# Baitcaster auf normaler Rute



## putschii (18. Januar 2017)

Hey,

seit ich die Baitcaster von nem Freund getestet habe, möchte ich eigentlich nichts anderes mehr angeln, weil es mir einfach mega Spaß gemacht hat. Da so eine Baitcaster alleine schon gut ins Geld geht, würde ich gerne wissen, ob es meiner Rute (Sportex Black Arrow UL 1-7g) schaden kann, wenn ich da die einfach adners herum halte und ne BC drauf schraube, besonders weil sie ja in die andere Richtung gebogen wird ;+
Bei der Wahl der welche Baitcaster ich nehme, bin ich mir noch nicht sicher, aber es MUSS!!! eine her und das besser schon gestern als heute... :vik:... aber erstmal ein wenig sparen.

LG


----------



## daci7 (18. Januar 2017)

*AW: Baitcaster auf normaler Rute*

Bei dem angesprochenen Wurfgewicht der Rute wird die BC allerdings nicht gerade billig :m
Für das Geld einer UL-Baitcaster kriegste die M-Baitcaster mit passender Rute.

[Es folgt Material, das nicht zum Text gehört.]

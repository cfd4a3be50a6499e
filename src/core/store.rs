//! Project storage: the `.tau` directory that holds the record database, the
//! interprocess lock, configuration, and project data directories.
//!
//! A `Store` is the unit everything else is scoped to. Controllers borrow it
//! for the duration of one operation; the notification topics live here so
//! they survive across the many short-lived controllers a command creates.

use crate::core::config::{self, StoreConfig};
use crate::core::database::JsonDatabase;
use crate::core::error::TauError;
use crate::core::lock::{InterProcessLock, LockGuard};
use crate::core::topic::Topics;
use serde_json::Value;
use std::cell::RefCell;
use std::fs;
use std::path::{Path, PathBuf};
use std::rc::Rc;

/// Name of the storage directory inside a project directory.
pub const STORE_DIR: &str = ".tau";
/// Name of the record database inside the storage directory.
pub const DATABASE_FILE: &str = "project.json";

#[derive(Debug)]
pub struct Store {
    prefix: PathBuf,
    config: StoreConfig,
    database: JsonDatabase,
    lock: InterProcessLock,
    topics: Rc<RefCell<Topics>>,
}

impl Store {
    /// Open the storage rooted at `prefix` (the `.tau` directory), creating it
    /// if it does not exist.
    pub fn open(prefix: &Path) -> Result<Self, TauError> {
        fs::create_dir_all(prefix).map_err(|e| {
            TauError::configuration(
                format!("Cannot create directory '{}': {}", prefix.display(), e),
                &["Check that you have `write` access"],
            )
        })?;
        let config = config::load_config(prefix)?;
        let database = JsonDatabase::open(&prefix.join(DATABASE_FILE))?;
        let lock = InterProcessLock::for_prefix(prefix, config.lock_timeout(), config.stale_after());
        Ok(Self {
            prefix: prefix.to_path_buf(),
            config,
            database,
            lock,
            topics: Rc::new(RefCell::new(Topics::new())),
        })
    }

    /// Create (or reopen) the storage inside `project_dir`.
    pub fn create(project_dir: &Path) -> Result<Self, TauError> {
        Self::open(&project_dir.join(STORE_DIR))
    }

    /// Open the storage of the nearest project directory at or above `start_dir`.
    pub fn find(start_dir: &Path) -> Result<Self, TauError> {
        let root = find_project_root(start_dir)?;
        Self::open(&root.join(STORE_DIR))
    }

    pub fn prefix(&self) -> &Path {
        &self.prefix
    }

    pub fn config(&self) -> &StoreConfig {
        &self.config
    }

    pub fn database(&self) -> &JsonDatabase {
        &self.database
    }

    /// Take the interprocess lock. Re-entrant within this store.
    pub fn lock(&self) -> Result<LockGuard<'_>, TauError> {
        self.lock.acquire()
    }

    pub fn is_locked(&self) -> bool {
        self.lock.is_held()
    }

    /// Queue `payload` on `topic`. Inside a transaction the payload is only
    /// queued once the transaction commits.
    pub fn push_to_topic(&self, topic: &str, payload: Value) {
        let topics = Rc::clone(&self.topics);
        let topic = topic.to_string();
        self.database
            .after_commit(move || topics.borrow_mut().push(&topic, payload));
    }

    /// Drain and return every payload queued on `topic`.
    pub fn pop_topic(&self, topic: &str) -> Vec<Value> {
        self.topics.borrow_mut().pop(topic)
    }
}

/// Walk up from `start_dir` to the first directory containing a `.tau` storage.
pub fn find_project_root(start_dir: &Path) -> Result<PathBuf, TauError> {
    let mut current_dir = PathBuf::from(start_dir);
    loop {
        if current_dir.join(STORE_DIR).join(DATABASE_FILE).exists() {
            return Ok(current_dir);
        }
        if !current_dir.pop() {
            return Err(TauError::ProjectSelectionError(
                "No project found in the current or any parent directory. Run `tau init` first."
                    .to_string(),
            ));
        }
    }
}
//! Target: the platform an experiment builds and runs on.

use crate::core::controller::{Controller, Model};
use crate::core::error::TauError;
use crate::core::schema::{Attribute, Changes, EntityHooks, EntityKind, Schema};
use crate::core::store::Store;
use crate::model::experiment;
use serde_json::{Value, json};

pub struct Target;

fn download() -> Value {
    json!("download")
}

pub(crate) fn schema() -> Schema {
    Schema::new(
        EntityKind::Target,
        vec![
            Attribute::string("name").primary_key().describe("target name"),
            Attribute::collection("projects", EntityKind::Project, Some("targets"))
                .describe("projects using this target"),
            Attribute::string("host_os")
                .default_value(|| json!(std::env::consts::OS))
                .describe("host operating system"),
            Attribute::string("host_arch")
                .default_value(|| json!(std::env::consts::ARCH))
                .describe("host architecture"),
            Attribute::string("cc")
                .on_change(experiment::rebuild_on_change)
                .describe("C compiler command"),
            Attribute::string("cxx")
                .on_change(experiment::rebuild_on_change)
                .describe("C++ compiler command"),
            Attribute::string("fc")
                .on_change(experiment::rebuild_on_change)
                .describe("Fortran compiler command"),
            Attribute::string("tau_source")
                .default_value(download)
                .describe("path or URL of a TAU installation or source archive"),
            Attribute::string("pdt_source")
                .default_value(download)
                .on_change(experiment::rebuild_on_change)
                .describe("path or URL of a PDT installation or source archive"),
            Attribute::string("binutils_source")
                .default_value(download)
                .on_change(experiment::rebuild_on_change)
                .describe("path or URL of a GNU binutils installation or source archive"),
            Attribute::string("libunwind_source")
                .default_value(download)
                .on_change(experiment::rebuild_on_change)
                .describe("path or URL of a libunwind installation or source archive"),
            Attribute::string("papi_source")
                .on_change(experiment::rebuild_on_change)
                .describe("path or URL of a PAPI installation or source archive"),
            Attribute::string("cuda_toolkit")
                .on_change(experiment::rebuild_on_change)
                .describe("path to the NVIDIA CUDA toolkit"),
        ],
    )
    .with_hooks(&Target)
}

impl EntityHooks for Target {
    fn on_update(&self, ctrl: &Controller<'_>, model: &Model, _changes: &Changes) -> Result<(), TauError> {
        experiment::verify_users(ctrl.store(), model)
    }
}

impl Target {
    pub fn controller(store: &Store) -> Controller<'_> {
        Controller::new(EntityKind::Target, store)
    }
}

Ich würds mir überlegen.
Außerdem: Es ist alles andere als optimal eine BC an einer nicht passenden Beringung zu fischen. Ohne die Rute zu kennen: Der Leitring wird zu groß und weit abstehend sein und generell werden zu wenig Ringe verbaut sein, so dass im worst case die Schnur bei Belastung über den Blank läuft.
#h


----------



## Taxidermist (18. Januar 2017)

*AW: Baitcaster auf normaler Rute*

Na dann spar mal weiter und kauf dir auch eine passende Rute zur Multi!
Eine Rute die für Multirollen ausgelegt ist hat mehr Ringe, einen kleineren Startring als eine normale Spinnrute.
Der Effekt, wenn du eine Multi auf eine Spinnrute montierst, die Schnur schleift an der Rute sobald sie sich biegt, beim Wurf z.b.!

Jürgen


----------



## grubenreiner (18. Januar 2017)

*AW: Baitcaster auf normaler Rute*

Und wenn wir jetzt theoretisch annehmen die Rute hätte eine passende Beringung (habe ich 2 Fälle hier, Beringung Multi geeignet aber kein Casting grip).
Lässt sich das fischen oder fühlt sich das so komisch an wie ich es mir vorstelle?


----------



## KxKx2 (18. Januar 2017)

*AW: Baitcaster auf normaler Rute*

Hallo,
  den Casting Grip brauche ich nicht, da ich mit den Damen immer an der Baitcaster- Multirolle habe. Ich weiß sowieso nicht wofür der gut sein soll. Meine Bootsruten, Brandungsruten mit Multi, haben auch alle kein Grip

 Aber die Angelgerätehersteller wollen ja auch etwas verkaufen#h

 Gruß, Klaus


----------



## putschii (18. Januar 2017)

*AW: Baitcaster auf normaler Rute*

hmmm, schade =( 
Ja preislich wird das kein Zuckerschlecken, will eig beim UL bleiben, obwohl ich gerade erst damit anfange und eigentlich noch die ein oder andere Frage offen ist. Fische irgendwie ungern größere Sachen als 20g und habe sowieso das Gefühl, dass größer Köder bei mir in der Gegend nicht von nöten ist.


----------



## Allround-Angler (18. Januar 2017)

*AW: Baitcaster auf normaler Rute*

Ich fische derzeit eine halbwegs geeignete normale Rute mit der Baitcaster mit mittelschweren Grundmontagen.
Funktioniert für meine bescheidenen Zwecke|rolleyes.

Mein Vorschlag wäre:
Frag Deinen Freund, ob er Dir die Baitcaster ausleiht.
Dann kannst Du es mal ausprobieren.
Um zu verhindern, daß die Schnur am Blank reibt, kannst Du die Baitcaster unten halten und rückwärts kurbeln.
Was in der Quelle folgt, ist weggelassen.